- [Records from a data source]
== == ==

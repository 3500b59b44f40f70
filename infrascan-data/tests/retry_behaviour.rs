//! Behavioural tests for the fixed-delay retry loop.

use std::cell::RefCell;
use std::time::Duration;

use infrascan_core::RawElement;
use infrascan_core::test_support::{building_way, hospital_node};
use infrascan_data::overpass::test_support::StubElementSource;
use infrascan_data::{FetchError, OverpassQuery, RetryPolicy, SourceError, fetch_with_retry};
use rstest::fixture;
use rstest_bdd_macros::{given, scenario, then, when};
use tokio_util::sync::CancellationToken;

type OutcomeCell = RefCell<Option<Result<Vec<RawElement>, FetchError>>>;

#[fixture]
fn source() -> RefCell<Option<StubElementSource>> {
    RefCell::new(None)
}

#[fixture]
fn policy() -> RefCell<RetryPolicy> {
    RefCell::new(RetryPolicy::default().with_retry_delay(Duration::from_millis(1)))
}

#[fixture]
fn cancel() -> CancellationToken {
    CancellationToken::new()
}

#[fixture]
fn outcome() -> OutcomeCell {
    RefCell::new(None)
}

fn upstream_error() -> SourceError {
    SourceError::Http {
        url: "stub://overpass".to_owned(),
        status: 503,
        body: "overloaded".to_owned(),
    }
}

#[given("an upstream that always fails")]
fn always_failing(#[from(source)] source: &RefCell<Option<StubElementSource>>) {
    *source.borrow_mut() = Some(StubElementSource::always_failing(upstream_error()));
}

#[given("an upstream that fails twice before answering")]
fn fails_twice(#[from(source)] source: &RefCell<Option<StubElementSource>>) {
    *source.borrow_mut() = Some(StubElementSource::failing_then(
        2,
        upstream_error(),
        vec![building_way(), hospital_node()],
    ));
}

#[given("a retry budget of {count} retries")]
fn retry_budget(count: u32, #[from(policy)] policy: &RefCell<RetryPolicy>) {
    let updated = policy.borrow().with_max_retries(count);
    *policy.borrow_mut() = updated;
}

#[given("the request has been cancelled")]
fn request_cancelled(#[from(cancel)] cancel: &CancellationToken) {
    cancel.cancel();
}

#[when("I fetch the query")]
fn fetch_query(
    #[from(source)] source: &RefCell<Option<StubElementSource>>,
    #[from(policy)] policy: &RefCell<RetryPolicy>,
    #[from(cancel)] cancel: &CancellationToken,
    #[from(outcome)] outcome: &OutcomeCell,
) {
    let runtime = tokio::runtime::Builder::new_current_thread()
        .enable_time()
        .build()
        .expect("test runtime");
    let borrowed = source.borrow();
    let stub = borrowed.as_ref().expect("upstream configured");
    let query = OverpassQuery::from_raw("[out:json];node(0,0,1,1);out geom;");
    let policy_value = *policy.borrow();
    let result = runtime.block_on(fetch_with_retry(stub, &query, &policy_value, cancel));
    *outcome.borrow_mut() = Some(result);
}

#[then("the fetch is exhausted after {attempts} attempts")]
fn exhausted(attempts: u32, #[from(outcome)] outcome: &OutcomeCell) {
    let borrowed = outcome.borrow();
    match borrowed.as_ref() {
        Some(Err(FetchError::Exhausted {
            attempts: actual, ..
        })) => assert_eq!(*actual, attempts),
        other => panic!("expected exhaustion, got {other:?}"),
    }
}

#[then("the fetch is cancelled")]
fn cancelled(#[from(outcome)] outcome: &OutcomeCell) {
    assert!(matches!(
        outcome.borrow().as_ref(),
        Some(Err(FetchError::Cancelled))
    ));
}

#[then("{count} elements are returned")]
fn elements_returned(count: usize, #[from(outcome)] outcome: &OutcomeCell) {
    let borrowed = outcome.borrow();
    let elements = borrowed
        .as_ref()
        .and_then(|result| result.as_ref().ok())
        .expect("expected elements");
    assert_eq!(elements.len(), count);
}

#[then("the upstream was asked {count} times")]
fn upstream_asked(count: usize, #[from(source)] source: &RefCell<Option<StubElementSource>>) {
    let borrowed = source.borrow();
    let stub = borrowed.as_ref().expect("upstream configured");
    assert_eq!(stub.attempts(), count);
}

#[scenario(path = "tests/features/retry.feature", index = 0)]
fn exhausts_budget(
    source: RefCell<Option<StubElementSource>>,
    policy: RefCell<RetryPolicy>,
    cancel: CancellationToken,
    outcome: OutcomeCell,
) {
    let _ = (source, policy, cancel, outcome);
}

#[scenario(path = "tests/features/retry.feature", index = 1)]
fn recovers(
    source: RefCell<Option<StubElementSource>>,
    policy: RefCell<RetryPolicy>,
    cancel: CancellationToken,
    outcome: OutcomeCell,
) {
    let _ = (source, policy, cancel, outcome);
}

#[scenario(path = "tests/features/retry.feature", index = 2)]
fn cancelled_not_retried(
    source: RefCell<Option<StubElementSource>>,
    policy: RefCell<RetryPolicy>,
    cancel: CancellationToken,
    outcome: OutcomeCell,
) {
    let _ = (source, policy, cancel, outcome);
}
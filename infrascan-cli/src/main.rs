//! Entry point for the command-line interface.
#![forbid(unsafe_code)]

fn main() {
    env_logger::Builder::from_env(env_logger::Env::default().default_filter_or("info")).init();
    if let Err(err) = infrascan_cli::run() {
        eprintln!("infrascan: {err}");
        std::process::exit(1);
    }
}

== == ==

- [Task details]
From the data above, copy out every line with the string "Duration" in it.

- [Written reply]
use std::time::Duration;
    RefCell::new(RetryPolicy::default().with_retry_delay(Duration::from_millis(1)))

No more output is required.